Instructions to follow:
Retyping each entry exactly is the whole task.

Available data:
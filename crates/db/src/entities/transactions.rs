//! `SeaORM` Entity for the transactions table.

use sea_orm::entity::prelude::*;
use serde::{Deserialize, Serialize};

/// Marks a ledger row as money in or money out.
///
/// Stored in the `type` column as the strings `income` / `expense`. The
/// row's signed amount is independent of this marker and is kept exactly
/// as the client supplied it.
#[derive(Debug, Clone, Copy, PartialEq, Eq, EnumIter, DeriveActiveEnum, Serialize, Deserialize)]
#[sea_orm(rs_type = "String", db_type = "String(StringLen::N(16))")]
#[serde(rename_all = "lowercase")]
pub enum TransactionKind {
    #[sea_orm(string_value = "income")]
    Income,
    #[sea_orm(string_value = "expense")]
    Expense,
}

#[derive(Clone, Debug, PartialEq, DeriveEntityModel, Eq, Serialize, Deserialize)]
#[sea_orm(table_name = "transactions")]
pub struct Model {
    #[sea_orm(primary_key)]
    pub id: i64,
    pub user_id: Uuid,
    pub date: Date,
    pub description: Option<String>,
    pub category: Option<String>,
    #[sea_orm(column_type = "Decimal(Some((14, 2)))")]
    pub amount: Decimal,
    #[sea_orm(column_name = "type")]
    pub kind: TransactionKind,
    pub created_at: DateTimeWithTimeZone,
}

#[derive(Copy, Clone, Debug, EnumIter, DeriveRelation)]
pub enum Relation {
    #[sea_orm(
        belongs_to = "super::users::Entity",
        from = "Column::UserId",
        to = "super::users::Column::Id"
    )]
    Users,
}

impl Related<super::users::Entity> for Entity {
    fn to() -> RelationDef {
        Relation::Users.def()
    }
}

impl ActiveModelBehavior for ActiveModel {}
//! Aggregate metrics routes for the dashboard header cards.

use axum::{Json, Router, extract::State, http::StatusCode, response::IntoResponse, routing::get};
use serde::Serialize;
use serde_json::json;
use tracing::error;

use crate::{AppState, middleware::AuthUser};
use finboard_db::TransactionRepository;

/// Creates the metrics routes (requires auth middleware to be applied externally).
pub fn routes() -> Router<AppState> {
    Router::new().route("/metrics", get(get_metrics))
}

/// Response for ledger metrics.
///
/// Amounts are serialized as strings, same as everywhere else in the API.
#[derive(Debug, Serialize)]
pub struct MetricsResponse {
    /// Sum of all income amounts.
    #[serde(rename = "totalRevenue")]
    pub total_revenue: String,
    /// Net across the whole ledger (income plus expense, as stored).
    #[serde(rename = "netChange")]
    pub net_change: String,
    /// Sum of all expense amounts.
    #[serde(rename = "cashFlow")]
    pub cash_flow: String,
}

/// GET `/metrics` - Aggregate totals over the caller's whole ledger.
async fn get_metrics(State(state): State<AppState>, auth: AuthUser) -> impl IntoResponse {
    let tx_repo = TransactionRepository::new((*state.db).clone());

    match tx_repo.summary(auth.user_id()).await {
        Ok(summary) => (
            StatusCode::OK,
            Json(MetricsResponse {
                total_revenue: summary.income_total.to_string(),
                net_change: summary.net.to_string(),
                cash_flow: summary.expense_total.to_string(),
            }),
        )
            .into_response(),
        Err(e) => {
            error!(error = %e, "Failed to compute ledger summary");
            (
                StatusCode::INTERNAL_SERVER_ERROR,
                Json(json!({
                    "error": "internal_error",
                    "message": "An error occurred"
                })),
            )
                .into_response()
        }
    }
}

Response to the exercise:
filename crates/db/src/entities/transactions.rs
//! `SeaORM` Entity for the transactions table.

use sea_orm::entity::prelude::*;
use serde::{Deserialize, Serialize};

/// Marks a ledger row as money in or money out.
///
/// Stored in the `type` column as the strings `income` / `expense`. The
/// row's signed amount is independent of this marker and is kept exactly
/// as the client supplied it.
#[derive(Debug, Clone, Copy, PartialEq, Eq, EnumIter, DeriveActiveEnum, Serialize, Deserialize)]
#[sea_orm(rs_type = "String", db_type = "String(StringLen::N(16))")]
#[serde(rename_all = "lowercase")]
pub enum TransactionKind {
    #[sea_orm(string_value = "income")]
    Income,
    #[sea_orm(string_value = "expense")]
    Expense,
}

#[derive(Clone, Debug, PartialEq, DeriveEntityModel, Eq, Serialize, Deserialize)]
#[sea_orm(table_name = "transactions")]
pub struct Model {
    #[sea_orm(primary_key)]
    pub id: i64,
    pub user_id: Uuid,
    pub date: Date,
    pub description: Option<String>,
    pub category: Option<String>,
    #[sea_orm(column_type = "Decimal(Some((14, 2)))")]
    pub amount: Decimal,
    #[sea_orm(column_name = "type")]
    pub kind: TransactionKind,
    pub created_at: DateTimeWithTimeZone,
}

#[derive(Copy, Clone, Debug, EnumIter, DeriveRelation)]
pub enum Relation {
    #[sea_orm(
        belongs_to = "super::users::Entity",
        from = "Column::UserId",
        to = "super::users::Column::Id"
    )]
    Users,
}

impl Related<super::users::Entity> for Entity {
    fn to() -> RelationDef {
        Relation::Users.def()
    }
}

impl ActiveModelBehavior for ActiveModel {}
//! Aggregate metrics routes for the dashboard header cards.

use axum::{Json, Router, extract::State, http::StatusCode, response::IntoResponse, routing::get};
use serde::Serialize;
use serde_json::json;
use tracing::error;

use crate::{AppState, middleware::AuthUser};
use finboard_db::TransactionRepository;

/// Creates the metrics routes (requires auth middleware to be applied externally).
pub fn routes() -> Router<AppState> {
    Router::new().route("/metrics", get(get_metrics))
}

/// Response for ledger metrics.
///
/// Amounts are serialized as strings, same as everywhere else in the API.
#[derive(Debug, Serialize)]
pub struct MetricsResponse {
    /// Sum of all income amounts.
    #[serde(rename = "totalRevenue")]
    pub total_revenue: String,
    /// Net across the whole ledger (income plus expense, as stored).
    #[serde(rename = "netChange")]
    pub net_change: String,
    /// Sum of all expense amounts.
    #[serde(rename = "cashFlow")]
    pub cash_flow: String,
}

/// GET `/metrics` - Aggregate totals over the caller's whole ledger.
async fn get_metrics(State(state): State<AppState>, auth: AuthUser) -> impl IntoResponse {
    let tx_repo = TransactionRepository::new((*state.db).clone());

    match tx_repo.summary(auth.user_id()).await {
        Ok(summary) => (
            StatusCode::OK,
            Json(MetricsResponse {
                total_revenue: summary.income_total.to_string(),
                net_change: summary.net.to_string(),
                cash_flow: summary.expense_total.to_string(),
            }),
        )
            .into_response(),
        Err(e) => {
            error!(error = %e, "Failed to compute ledger summary");
            (
                StatusCode::INTERNAL_SERVER_ERROR,
                Json(json!({
                    "error": "internal_error",
                    "message": "An error occurred"
                })),
            )
                .into_response()
        }
    }
}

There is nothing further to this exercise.